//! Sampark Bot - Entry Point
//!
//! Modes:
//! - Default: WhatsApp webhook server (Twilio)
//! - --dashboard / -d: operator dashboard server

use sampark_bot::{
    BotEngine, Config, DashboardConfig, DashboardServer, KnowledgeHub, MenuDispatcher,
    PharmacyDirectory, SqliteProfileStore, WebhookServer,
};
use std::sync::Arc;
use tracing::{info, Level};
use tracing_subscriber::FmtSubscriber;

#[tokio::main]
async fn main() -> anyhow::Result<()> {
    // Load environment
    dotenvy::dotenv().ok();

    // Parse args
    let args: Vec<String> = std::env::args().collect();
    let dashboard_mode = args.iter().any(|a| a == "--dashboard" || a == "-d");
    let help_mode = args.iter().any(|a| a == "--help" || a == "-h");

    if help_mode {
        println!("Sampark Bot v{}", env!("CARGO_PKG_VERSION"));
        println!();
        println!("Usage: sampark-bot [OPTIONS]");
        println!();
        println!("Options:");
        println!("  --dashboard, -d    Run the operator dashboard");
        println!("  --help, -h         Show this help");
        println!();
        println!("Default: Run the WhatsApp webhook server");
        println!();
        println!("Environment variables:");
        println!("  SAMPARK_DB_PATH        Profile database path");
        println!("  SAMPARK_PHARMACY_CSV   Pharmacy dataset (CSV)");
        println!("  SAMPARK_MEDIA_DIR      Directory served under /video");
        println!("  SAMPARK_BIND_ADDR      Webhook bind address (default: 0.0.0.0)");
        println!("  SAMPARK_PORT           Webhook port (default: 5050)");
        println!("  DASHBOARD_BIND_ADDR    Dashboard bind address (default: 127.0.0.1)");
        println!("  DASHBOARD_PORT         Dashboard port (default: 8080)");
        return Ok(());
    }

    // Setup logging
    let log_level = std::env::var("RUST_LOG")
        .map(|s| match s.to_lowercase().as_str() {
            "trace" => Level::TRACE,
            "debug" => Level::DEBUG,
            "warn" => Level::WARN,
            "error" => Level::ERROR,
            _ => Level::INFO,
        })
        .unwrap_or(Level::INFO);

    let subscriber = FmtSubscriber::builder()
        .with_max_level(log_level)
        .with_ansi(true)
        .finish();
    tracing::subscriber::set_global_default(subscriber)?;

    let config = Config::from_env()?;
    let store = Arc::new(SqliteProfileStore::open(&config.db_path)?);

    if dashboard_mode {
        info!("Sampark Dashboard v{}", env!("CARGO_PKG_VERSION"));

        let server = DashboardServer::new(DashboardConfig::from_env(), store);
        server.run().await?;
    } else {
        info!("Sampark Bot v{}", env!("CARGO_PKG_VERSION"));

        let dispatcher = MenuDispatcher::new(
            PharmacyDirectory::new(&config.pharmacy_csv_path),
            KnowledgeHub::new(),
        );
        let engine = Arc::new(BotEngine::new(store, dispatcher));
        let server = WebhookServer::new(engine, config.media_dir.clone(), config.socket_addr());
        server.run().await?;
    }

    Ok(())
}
...
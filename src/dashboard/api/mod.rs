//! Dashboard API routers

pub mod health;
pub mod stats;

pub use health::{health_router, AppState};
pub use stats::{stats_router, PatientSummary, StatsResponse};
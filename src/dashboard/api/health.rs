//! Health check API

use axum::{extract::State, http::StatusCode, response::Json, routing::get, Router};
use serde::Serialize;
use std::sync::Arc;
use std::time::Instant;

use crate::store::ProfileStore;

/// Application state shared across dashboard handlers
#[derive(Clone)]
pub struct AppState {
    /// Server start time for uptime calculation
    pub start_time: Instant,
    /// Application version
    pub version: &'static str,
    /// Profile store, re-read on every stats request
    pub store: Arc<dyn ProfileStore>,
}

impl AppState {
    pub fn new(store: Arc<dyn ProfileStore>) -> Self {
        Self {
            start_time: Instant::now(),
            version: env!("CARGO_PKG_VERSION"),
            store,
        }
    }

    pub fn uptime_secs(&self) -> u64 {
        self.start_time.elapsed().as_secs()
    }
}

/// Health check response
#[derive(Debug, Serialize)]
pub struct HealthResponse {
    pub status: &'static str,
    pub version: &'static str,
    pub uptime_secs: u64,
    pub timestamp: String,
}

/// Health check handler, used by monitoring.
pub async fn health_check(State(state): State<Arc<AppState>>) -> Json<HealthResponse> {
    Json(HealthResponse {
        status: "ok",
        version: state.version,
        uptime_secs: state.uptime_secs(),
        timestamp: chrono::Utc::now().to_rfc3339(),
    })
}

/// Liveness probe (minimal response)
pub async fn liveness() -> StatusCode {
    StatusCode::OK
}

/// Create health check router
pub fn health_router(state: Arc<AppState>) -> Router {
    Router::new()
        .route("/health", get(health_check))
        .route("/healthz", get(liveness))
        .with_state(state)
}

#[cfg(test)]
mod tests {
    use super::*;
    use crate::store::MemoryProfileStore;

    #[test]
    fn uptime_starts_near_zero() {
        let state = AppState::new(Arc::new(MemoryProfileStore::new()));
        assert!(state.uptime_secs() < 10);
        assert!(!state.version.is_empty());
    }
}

What you have to do: Within the listing above, give again exactly every line from the line with "async fn main()" through the line with "let dashboard_mode = args.iter().any(|a|", both included, and no other line.

Solution to this task:
async fn main() -> anyhow::Result<()> {
    // Load environment
    dotenvy::dotenv().ok();

    // Parse args
    let args: Vec<String> = std::env::args().collect();
    let dashboard_mode = args.iter().any(|a| a == "--dashboard" || a == "-d");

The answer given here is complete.